TASK INPUTS ::
......

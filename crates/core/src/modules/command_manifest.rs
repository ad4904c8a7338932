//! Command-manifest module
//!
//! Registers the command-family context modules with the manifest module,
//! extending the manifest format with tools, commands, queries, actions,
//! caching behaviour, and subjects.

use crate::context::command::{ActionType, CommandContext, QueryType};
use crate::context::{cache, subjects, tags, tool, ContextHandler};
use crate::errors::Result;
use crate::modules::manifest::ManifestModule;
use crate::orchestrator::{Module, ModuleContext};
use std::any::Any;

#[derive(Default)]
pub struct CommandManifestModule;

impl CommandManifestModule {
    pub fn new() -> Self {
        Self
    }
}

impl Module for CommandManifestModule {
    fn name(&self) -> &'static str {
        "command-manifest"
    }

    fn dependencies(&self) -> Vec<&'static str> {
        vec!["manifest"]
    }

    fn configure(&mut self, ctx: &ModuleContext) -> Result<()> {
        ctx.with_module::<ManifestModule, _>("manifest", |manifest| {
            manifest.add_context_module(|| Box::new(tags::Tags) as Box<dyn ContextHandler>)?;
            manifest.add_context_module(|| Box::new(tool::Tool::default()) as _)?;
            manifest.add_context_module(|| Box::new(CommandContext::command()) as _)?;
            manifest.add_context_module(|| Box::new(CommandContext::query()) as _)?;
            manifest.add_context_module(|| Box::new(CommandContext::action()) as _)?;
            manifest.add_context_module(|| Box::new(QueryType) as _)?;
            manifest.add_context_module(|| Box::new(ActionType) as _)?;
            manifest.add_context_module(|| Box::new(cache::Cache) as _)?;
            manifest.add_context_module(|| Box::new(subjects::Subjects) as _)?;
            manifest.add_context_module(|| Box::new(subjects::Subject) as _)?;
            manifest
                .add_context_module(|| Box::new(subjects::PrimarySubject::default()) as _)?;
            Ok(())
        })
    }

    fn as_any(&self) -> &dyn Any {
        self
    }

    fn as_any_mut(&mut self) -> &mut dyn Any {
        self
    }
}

......

YOUR INSTRUCTIONS ::
Return the records above in their entirety, exactly as they appear.

RESPONSE AREA ::
filename crates/core/src/modules/command_manifest.rs
repository ad4904c8a7338932
//! Command-manifest module
//!
//! Registers the command-family context modules with the manifest module,
//! extending the manifest format with tools, commands, queries, actions,
//! caching behaviour, and subjects.

use crate::context::command::{ActionType, CommandContext, QueryType};
use crate::context::{cache, subjects, tags, tool, ContextHandler};
use crate::errors::Result;
use crate::modules::manifest::ManifestModule;
use crate::orchestrator::{Module, ModuleContext};
use std::any::Any;

#[derive(Default)]
pub struct CommandManifestModule;

impl CommandManifestModule {
    pub fn new() -> Self {
        Self
    }
}

impl Module for CommandManifestModule {
    fn name(&self) -> &'static str {
        "command-manifest"
    }

    fn dependencies(&self) -> Vec<&'static str> {
        vec!["manifest"]
    }

    fn configure(&mut self, ctx: &ModuleContext) -> Result<()> {
        ctx.with_module::<ManifestModule, _>("manifest", |manifest| {
            manifest.add_context_module(|| Box::new(tags::Tags) as Box<dyn ContextHandler>)?;
            manifest.add_context_module(|| Box::new(tool::Tool::default()) as _)?;
            manifest.add_context_module(|| Box::new(CommandContext::command()) as _)?;
            manifest.add_context_module(|| Box::new(CommandContext::query()) as _)?;
            manifest.add_context_module(|| Box::new(CommandContext::action()) as _)?;
            manifest.add_context_module(|| Box::new(QueryType) as _)?;
            manifest.add_context_module(|| Box::new(ActionType) as _)?;
            manifest.add_context_module(|| Box::new(cache::Cache) as _)?;
            manifest.add_context_module(|| Box::new(subjects::Subjects) as _)?;
            manifest.add_context_module(|| Box::new(subjects::Subject) as _)?;
            manifest
                .add_context_module(|| Box::new(subjects::PrimarySubject::default()) as _)?;
            Ok(())
        })
    }

    fn as_any(&self) -> &dyn Any {
        self
    }

    fn as_any_mut(&mut self) -> &mut dyn Any {
        self
    }
}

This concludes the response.